■ **Directions for this task**:
Down to the last line, copy the records below without any change.

■ **Material for this exercise**:

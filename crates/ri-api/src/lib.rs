//! # ri-api
//!
//! The web routing and orchestration layer for Rusty-Interact.

pub mod error;
pub mod handlers;
pub mod identity;
pub mod middleware;

use actix_web::{web, HttpRequest};
use ri_core::error::AppError;

use crate::error::ApiError;

fn bad_input(message: String, _req: &HttpRequest) -> actix_web::Error {
    ApiError(AppError::ValidationError(message)).into()
}

/// Configures the interaction routes.
///
/// # Developer Note
/// We use a scoped configuration to allow the main binary to mount
/// the API under different paths if needed (e.g., /api/v1/).
/// Malformed JSON bodies and query strings answer with the same error
/// payload as every other failure.
pub fn configure_routes(cfg: &mut web::ServiceConfig) {
    cfg.app_data(web::JsonConfig::default().error_handler(|err, req| bad_input(err.to_string(), req)))
        .app_data(web::QueryConfig::default().error_handler(|err, req| bad_input(err.to_string(), req)))
        .service(
            web::scope("")
                .route("/like", web::post().to(handlers::toggle_like))
                .route("/likes/history", web::get().to(handlers::like_history))
                .route("/folders", web::get().to(handlers::list_folders))
                .route("/folders", web::post().to(handlers::create_folder))
                .route("/folders/{id}", web::get().to(handlers::get_folder))
                .route("/folders/{id}", web::post().to(handlers::update_folder))
                .route("/folders/{id}", web::delete().to(handlers::delete_folder))
                .route("/folders/{id}/items", web::get().to(handlers::folder_items))
                .route("/folders/{id}/export", web::get().to(handlers::export_folder))
                .route("/favorites", web::get().to(handlers::my_favorites))
                .route("/items", web::post().to(handlers::add_item))
                .route("/items/{id}", web::delete().to(handlers::remove_item))
                .route("/batch", web::post().to(handlers::batch))
                .route("/quick-save", web::post().to(handlers::quick_save))
                .route("/share/{token}", web::get().to(handlers::shared_folder))
                .route("/public", web::get().to(handlers::public_folders))
                .route("/leaderboard", web::get().to(handlers::leaderboard))
                .route("/dashboard", web::get().to(handlers::dashboard))
                .route("/notifications", web::get().to(handlers::notifications))
                .route("/notifications/{id}/read", web::post().to(handlers::mark_notification_read))
                .route("/identity/merge", web::post().to(handlers::merge_identity)),
        );
}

■ **Written response**:
filename crates/ri-api/src/lib.rs
//! # ri-api
//!
//! The web routing and orchestration layer for Rusty-Interact.

pub mod error;
pub mod handlers;
pub mod identity;
pub mod middleware;

use actix_web::{web, HttpRequest};
use ri_core::error::AppError;

use crate::error::ApiError;

fn bad_input(message: String, _req: &HttpRequest) -> actix_web::Error {
    ApiError(AppError::ValidationError(message)).into()
}

/// Configures the interaction routes.
///
/// # Developer Note
/// We use a scoped configuration to allow the main binary to mount
/// the API under different paths if needed (e.g., /api/v1/).
/// Malformed JSON bodies and query strings answer with the same error
/// payload as every other failure.
pub fn configure_routes(cfg: &mut web::ServiceConfig) {
    cfg.app_data(web::JsonConfig::default().error_handler(|err, req| bad_input(err.to_string(), req)))
        .app_data(web::QueryConfig::default().error_handler(|err, req| bad_input(err.to_string(), req)))
        .service(
            web::scope("")
                .route("/like", web::post().to(handlers::toggle_like))
                .route("/likes/history", web::get().to(handlers::like_history))
                .route("/folders", web::get().to(handlers::list_folders))
                .route("/folders", web::post().to(handlers::create_folder))
                .route("/folders/{id}", web::get().to(handlers::get_folder))
                .route("/folders/{id}", web::post().to(handlers::update_folder))
                .route("/folders/{id}", web::delete().to(handlers::delete_folder))
                .route("/folders/{id}/items", web::get().to(handlers::folder_items))
                .route("/folders/{id}/export", web::get().to(handlers::export_folder))
                .route("/favorites", web::get().to(handlers::my_favorites))
                .route("/items", web::post().to(handlers::add_item))
                .route("/items/{id}", web::delete().to(handlers::remove_item))
                .route("/batch", web::post().to(handlers::batch))
                .route("/quick-save", web::post().to(handlers::quick_save))
                .route("/share/{token}", web::get().to(handlers::shared_folder))
                .route("/public", web::get().to(handlers::public_folders))
                .route("/leaderboard", web::get().to(handlers::leaderboard))
                .route("/dashboard", web::get().to(handlers::dashboard))
                .route("/notifications", web::get().to(handlers::notifications))
                .route("/notifications/{id}/read", web::post().to(handlers::mark_notification_read))
                .route("/identity/merge", web::post().to(handlers::merge_identity)),
        );
}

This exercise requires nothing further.